The magazine's masthead sports two new names this month. Joining our staff as advertising and circulation director is Rob McGee. Rob comes to us with a background in both direct-mail marketing and advertising sales, and he's already putting both sets of skills to work. His mandate is to broaden the base of display advertisers in REASON, set up a nationwide single-copy (bookstore and newsstand) sales program, and improve the effectiveness of our direct-mail new-subscriber and renewal promotions. All of this should help make REASON more widely known and better off financially. We're glad to have him on board.
The magazine also has a new art director as of this month. Debra Cardamone, recently transplanted to Santa Barbara from New York City, has worked for advertising agencies and consumer magazines. Debra will be responsible for the graphic elements of each month's issue of REASON, as well as other materials produced by the Reason Foundation. Since all art directors have their own style, you will probably be noticing a different "feel" to the magazine. We hope you enjoy it!

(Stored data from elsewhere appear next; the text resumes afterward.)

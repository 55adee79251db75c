//! Shared driver for the logos token scanners.

use logos::Logos;

use crate::error::{ConstvizError, ConstvizResult};

/// A significant token: its kind and byte span in the unit text.
#[derive(Debug, Clone, Copy, PartialEq, Eq)]
pub(crate) struct Lexeme<K> {
    pub kind: K,
    pub start: usize,
    pub end: usize,
}

impl<K> Lexeme<K> {
    pub fn text<'s>(&self, source: &'s str) -> &'s str {
        &source[self.start..self.end]
    }
}

/// Tokenizes `text`, dropping trivia.
///
/// The first input the scanner cannot tokenize (typically an unterminated
/// string) fails the whole unit.
pub(crate) fn lex<'s, K>(
    source_id: &str,
    text: &'s str,
    is_trivia: fn(&K) -> bool,
) -> ConstvizResult<Vec<Lexeme<K>>>
where
    K: Logos<'s, Source = str>,
    K::Extras: Default,
{
    let mut lexer = K::lexer(text);
    let mut tokens = Vec::with_capacity(text.len() / 4);

    while let Some(result) = lexer.next() {
        let span = lexer.span();
        match result {
            Ok(kind) if is_trivia(&kind) => {}
            Ok(kind) => tokens.push(Lexeme {
                kind,
                start: span.start,
                end: span.end,
            }),
            Err(_) => {
                let rest = &text[span.start..];
                return Err(ConstvizError::extraction_at(
                    source_id,
                    describe_lex_error(rest),
                    span.start,
                    rest,
                ));
            }
        }
    }

    Ok(tokens)
}

fn describe_lex_error(rest: &str) -> &'static str {
    if rest.starts_with("/*") {
        return "unterminated block comment";
    }
    match rest.chars().next() {
        Some('"') => "unterminated string literal",
        Some('\'') => "unterminated character literal",
        _ => "unexpected input",
    }
}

One way you can tell if a new idea—such as privatization—is taking hold is to monitor the word's passage into common usage. That, of course, is what dictionary editors do. So I'm pleased to report on recent correspondence with the editors of Random House Dictionaries. Both Reason Foundation Advisory Board member Steve Hanke and I have inquired about the status of the word privatization. Managing Editor Leonore Hauck tells us that they have accumulated citations dating back to 1979 (the year my book Cutting Back City Hall was written) and plan to enter both privatize and privatization in the next edition of the Random House Dictionary. The Reason Foundation's Local Government Center has become the country's leading source of information on privatization.